Source information section start

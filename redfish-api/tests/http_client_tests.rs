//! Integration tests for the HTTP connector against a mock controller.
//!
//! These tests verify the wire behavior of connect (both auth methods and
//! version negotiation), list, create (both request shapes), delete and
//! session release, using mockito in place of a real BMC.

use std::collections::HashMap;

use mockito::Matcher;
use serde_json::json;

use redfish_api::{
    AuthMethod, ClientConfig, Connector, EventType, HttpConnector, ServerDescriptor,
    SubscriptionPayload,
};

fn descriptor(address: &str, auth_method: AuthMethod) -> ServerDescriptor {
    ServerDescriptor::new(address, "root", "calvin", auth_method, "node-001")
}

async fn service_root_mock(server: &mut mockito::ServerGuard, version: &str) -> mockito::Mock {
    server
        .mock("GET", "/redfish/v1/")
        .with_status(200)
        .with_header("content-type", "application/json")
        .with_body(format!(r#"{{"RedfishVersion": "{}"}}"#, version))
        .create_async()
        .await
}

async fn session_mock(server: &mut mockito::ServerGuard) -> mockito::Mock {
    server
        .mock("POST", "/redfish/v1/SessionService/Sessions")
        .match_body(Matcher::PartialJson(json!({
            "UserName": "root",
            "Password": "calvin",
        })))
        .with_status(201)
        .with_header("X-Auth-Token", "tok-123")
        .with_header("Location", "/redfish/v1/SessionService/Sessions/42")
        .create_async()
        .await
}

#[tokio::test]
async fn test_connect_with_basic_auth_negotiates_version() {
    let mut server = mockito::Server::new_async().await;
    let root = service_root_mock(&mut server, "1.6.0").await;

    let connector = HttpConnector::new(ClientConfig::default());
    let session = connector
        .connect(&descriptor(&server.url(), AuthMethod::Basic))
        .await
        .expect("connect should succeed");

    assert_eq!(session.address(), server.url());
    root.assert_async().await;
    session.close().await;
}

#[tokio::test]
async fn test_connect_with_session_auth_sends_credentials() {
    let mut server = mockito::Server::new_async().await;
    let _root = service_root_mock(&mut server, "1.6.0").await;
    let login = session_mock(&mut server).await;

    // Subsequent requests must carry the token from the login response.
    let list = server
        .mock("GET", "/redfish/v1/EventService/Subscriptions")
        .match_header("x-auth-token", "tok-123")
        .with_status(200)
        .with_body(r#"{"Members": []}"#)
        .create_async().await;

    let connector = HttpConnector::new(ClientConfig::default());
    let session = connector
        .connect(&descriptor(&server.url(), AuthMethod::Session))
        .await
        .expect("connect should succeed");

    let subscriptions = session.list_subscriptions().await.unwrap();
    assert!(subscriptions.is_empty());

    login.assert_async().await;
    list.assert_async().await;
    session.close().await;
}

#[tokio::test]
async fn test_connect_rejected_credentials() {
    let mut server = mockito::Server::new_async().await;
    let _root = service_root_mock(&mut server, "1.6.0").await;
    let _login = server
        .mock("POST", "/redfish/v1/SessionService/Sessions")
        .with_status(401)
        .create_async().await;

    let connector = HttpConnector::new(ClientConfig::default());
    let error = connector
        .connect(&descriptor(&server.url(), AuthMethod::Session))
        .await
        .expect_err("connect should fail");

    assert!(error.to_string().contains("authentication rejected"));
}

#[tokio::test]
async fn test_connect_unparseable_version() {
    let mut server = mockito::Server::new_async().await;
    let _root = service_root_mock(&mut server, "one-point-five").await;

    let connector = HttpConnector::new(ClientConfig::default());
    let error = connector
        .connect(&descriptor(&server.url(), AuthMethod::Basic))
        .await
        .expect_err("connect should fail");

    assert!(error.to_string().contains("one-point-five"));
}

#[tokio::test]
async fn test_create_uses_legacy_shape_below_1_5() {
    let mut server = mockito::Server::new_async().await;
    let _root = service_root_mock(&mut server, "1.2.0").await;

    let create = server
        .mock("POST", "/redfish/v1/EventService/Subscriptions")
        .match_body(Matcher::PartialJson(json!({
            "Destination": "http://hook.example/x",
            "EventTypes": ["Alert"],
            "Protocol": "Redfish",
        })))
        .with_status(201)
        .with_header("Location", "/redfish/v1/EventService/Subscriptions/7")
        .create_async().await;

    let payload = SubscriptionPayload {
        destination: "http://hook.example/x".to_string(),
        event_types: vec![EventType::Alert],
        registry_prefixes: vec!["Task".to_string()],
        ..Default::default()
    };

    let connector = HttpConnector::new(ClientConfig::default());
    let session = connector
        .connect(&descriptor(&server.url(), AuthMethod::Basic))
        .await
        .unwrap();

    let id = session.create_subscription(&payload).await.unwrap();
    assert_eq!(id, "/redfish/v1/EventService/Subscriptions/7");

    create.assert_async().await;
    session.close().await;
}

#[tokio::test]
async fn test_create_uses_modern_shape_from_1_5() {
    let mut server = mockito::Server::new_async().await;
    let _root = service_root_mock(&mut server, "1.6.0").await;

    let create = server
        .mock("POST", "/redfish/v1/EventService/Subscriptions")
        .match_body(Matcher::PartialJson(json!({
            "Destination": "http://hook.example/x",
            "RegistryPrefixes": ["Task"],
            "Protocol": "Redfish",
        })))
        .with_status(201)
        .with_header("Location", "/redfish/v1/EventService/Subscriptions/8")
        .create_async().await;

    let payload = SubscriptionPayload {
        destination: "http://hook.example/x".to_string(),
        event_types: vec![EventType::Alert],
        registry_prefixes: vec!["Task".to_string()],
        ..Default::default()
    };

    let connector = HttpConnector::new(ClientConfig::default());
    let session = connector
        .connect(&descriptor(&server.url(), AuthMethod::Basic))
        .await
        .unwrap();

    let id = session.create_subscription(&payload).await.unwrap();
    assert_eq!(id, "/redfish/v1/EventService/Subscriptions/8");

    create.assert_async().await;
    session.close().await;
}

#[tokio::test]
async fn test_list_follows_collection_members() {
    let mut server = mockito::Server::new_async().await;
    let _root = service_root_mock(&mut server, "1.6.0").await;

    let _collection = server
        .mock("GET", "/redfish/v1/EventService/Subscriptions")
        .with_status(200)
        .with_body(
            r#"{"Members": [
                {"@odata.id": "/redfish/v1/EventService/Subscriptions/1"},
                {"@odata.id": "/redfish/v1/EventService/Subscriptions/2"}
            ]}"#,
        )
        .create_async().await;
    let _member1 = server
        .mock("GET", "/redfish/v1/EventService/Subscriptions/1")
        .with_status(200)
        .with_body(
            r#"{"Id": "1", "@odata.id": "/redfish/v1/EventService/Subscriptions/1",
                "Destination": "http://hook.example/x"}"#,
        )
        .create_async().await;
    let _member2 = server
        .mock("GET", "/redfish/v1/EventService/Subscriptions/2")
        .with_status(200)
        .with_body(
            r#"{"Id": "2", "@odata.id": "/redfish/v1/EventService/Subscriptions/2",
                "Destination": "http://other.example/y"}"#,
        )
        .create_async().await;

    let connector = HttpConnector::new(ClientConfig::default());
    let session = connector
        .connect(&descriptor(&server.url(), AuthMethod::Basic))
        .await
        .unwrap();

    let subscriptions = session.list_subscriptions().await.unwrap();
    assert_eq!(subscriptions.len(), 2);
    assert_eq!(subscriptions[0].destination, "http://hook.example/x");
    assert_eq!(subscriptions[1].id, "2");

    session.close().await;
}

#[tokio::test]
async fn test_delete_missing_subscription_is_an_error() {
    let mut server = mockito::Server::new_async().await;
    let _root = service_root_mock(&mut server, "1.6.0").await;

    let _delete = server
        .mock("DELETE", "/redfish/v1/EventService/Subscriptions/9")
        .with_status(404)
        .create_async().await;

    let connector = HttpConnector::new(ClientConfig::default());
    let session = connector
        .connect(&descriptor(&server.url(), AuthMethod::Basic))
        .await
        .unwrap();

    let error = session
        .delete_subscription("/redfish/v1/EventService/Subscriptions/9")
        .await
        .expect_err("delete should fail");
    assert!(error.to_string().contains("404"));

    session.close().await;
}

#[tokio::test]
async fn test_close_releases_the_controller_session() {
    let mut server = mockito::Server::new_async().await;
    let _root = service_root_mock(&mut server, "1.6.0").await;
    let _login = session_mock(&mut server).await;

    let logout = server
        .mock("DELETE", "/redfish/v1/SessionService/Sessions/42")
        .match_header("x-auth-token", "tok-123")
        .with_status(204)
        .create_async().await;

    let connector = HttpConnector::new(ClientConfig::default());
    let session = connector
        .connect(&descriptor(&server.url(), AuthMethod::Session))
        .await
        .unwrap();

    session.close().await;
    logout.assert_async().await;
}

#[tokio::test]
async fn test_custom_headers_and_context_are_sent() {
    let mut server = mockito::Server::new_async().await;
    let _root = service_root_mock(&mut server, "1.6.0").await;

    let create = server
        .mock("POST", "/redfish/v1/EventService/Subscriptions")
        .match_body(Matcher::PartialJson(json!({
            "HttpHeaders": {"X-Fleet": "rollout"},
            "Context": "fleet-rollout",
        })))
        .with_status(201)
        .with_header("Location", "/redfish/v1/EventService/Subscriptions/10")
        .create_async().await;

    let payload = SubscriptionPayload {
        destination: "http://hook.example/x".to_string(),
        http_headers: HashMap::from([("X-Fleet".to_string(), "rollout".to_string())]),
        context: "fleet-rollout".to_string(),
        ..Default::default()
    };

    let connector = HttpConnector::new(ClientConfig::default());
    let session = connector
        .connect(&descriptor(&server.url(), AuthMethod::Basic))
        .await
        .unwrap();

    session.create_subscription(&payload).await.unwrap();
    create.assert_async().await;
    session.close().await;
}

Source information section end
Source information section start

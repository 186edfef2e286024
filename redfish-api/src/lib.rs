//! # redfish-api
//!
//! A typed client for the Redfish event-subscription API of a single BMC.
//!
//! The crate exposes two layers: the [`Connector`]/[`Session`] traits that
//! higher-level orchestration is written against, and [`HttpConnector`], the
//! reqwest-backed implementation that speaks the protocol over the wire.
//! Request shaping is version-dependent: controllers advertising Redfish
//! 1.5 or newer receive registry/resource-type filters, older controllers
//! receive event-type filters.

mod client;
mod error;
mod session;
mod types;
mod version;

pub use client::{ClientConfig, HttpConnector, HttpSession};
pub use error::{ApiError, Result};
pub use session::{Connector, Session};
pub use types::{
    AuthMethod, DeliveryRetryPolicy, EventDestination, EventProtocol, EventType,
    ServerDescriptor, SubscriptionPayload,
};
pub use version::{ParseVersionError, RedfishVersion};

Source information section end
Source information section start

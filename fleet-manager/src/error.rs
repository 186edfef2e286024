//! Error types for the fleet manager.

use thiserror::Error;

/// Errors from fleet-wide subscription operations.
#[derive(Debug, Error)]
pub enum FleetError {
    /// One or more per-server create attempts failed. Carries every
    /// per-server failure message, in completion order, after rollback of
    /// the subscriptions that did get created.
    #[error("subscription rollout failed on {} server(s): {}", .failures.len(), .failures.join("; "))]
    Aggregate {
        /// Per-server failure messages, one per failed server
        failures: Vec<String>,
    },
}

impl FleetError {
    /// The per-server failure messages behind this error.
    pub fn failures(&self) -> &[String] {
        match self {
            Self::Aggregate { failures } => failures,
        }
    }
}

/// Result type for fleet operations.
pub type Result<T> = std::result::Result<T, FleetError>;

Source information section end

§ Task requirements
Each line of the material that has the word "Result" belongs in the answer.

§ Task solution
pub use error::{ApiError, Result};
/// Result type for fleet operations.
pub type Result<T> = std::result::Result<T, FleetError>;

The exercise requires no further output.